**REQUIREMENT**.
Take the entries below and reproduce them word for word.

Items from a data source
//! Low-precision analytic solar position, used only for the APC→CoM
//! sun-vector construction (§4.7's orbit-correction writer). The original
//! calls out to GPSTk's `SunPosition`, a full ephemeris lookup; this crate
//! carries no planetary ephemerides dependency (the same reasoning behind
//! `kepler.rs` dropping `anise`), so this uses the standard low-precision
//! solar formula from the Astronomical Almanac — the same one RTKLIB's
//! `sunmoonpos` implements — which is accurate to a few arcminutes, more
//! than sufficient for a ~1m antenna offset correction.

use nalgebra::{Matrix3, Vector3};

use crate::time::{Instant, TimeSystem};

/// Approximate Sun position in ECEF meters at `t`.
pub fn sun_position_ecef(t: Instant) -> Vector3<f64> {
    let tt = t.to_system(TimeSystem::Utc);
    let jd = tt.epoch.to_jde_utc_days();
    let d = jd - 2_451_545.0;

    let mean_longitude = (280.460 + 0.9856474 * d).to_radians();
    let mean_anomaly = (357.528 + 0.9856003 * d).to_radians();
    let ecliptic_longitude =
        mean_longitude + (1.915 * mean_anomaly.sin() + 0.020 * (2.0 * mean_anomaly).sin()).to_radians();
    let obliquity = (23.439 - 0.0000004 * d).to_radians();
    let distance_au = 1.00014 - 0.01671 * mean_anomaly.cos() - 0.00014 * (2.0 * mean_anomaly).cos();
    const AU_M: f64 = 1.495_978_707e11;
    let r = distance_au * AU_M;

    let x_eci = r * ecliptic_longitude.cos();
    let y_eci = r * ecliptic_longitude.sin() * obliquity.cos();
    let z_eci = r * ecliptic_longitude.sin() * obliquity.sin();

    let gmst_rad = greenwich_mean_sidereal_time_rad(jd);
    let rotation = Matrix3::new(
        gmst_rad.cos(),
        gmst_rad.sin(),
        0.0,
        -gmst_rad.sin(),
        gmst_rad.cos(),
        0.0,
        0.0,
        0.0,
        1.0,
    );
    rotation * Vector3::new(x_eci, y_eci, z_eci)
}

fn greenwich_mean_sidereal_time_rad(jd: f64) -> f64 {
    let t = (jd - 2_451_545.0) / 36525.0;
    let gmst_deg = 280.460_618_37
        + 360.985_647_366_29 * (jd - 2_451_545.0)
        + 0.000_387_933 * t * t
        - t * t * t / 38_710_000.0;
    (gmst_deg.rem_euclid(360.0)).to_radians()
}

**RESULT BELOW**.
//! Low-precision analytic solar position, used only for the APC→CoM
//! sun-vector construction (§4.7's orbit-correction writer). The original
//! calls out to GPSTk's `SunPosition`, a full ephemeris lookup; this crate
//! carries no planetary ephemerides dependency (the same reasoning behind
//! `kepler.rs` dropping `anise`), so this uses the standard low-precision
//! solar formula from the Astronomical Almanac — the same one RTKLIB's
//! `sunmoonpos` implements — which is accurate to a few arcminutes, more
//! than sufficient for a ~1m antenna offset correction.

use nalgebra::{Matrix3, Vector3};

use crate::time::{Instant, TimeSystem};

/// Approximate Sun position in ECEF meters at `t`.
pub fn sun_position_ecef(t: Instant) -> Vector3<f64> {
    let tt = t.to_system(TimeSystem::Utc);
    let jd = tt.epoch.to_jde_utc_days();
    let d = jd - 2_451_545.0;

    let mean_longitude = (280.460 + 0.9856474 * d).to_radians();
    let mean_anomaly = (357.528 + 0.9856003 * d).to_radians();
    let ecliptic_longitude =
        mean_longitude + (1.915 * mean_anomaly.sin() + 0.020 * (2.0 * mean_anomaly).sin()).to_radians();
    let obliquity = (23.439 - 0.0000004 * d).to_radians();
    let distance_au = 1.00014 - 0.01671 * mean_anomaly.cos() - 0.00014 * (2.0 * mean_anomaly).cos();
    const AU_M: f64 = 1.495_978_707e11;
    let r = distance_au * AU_M;

    let x_eci = r * ecliptic_longitude.cos();
    let y_eci = r * ecliptic_longitude.sin() * obliquity.cos();
    let z_eci = r * ecliptic_longitude.sin() * obliquity.sin();

    let gmst_rad = greenwich_mean_sidereal_time_rad(jd);
    let rotation = Matrix3::new(
        gmst_rad.cos(),
        gmst_rad.sin(),
        0.0,
        -gmst_rad.sin(),
        gmst_rad.cos(),
        0.0,
        0.0,
        0.0,
        1.0,
    );
    rotation * Vector3::new(x_eci, y_eci, z_eci)
}

fn greenwich_mean_sidereal_time_rad(jd: f64) -> f64 {
    let t = (jd - 2_451_545.0) / 36525.0;
    let gmst_deg = 280.460_618_37
        + 360.985_647_366_29 * (jd - 2_451_545.0)
        + 0.000_387_933 * t * t
        - t * t * t / 38_710_000.0;
    (gmst_deg.rem_euclid(360.0)).to_radians()
}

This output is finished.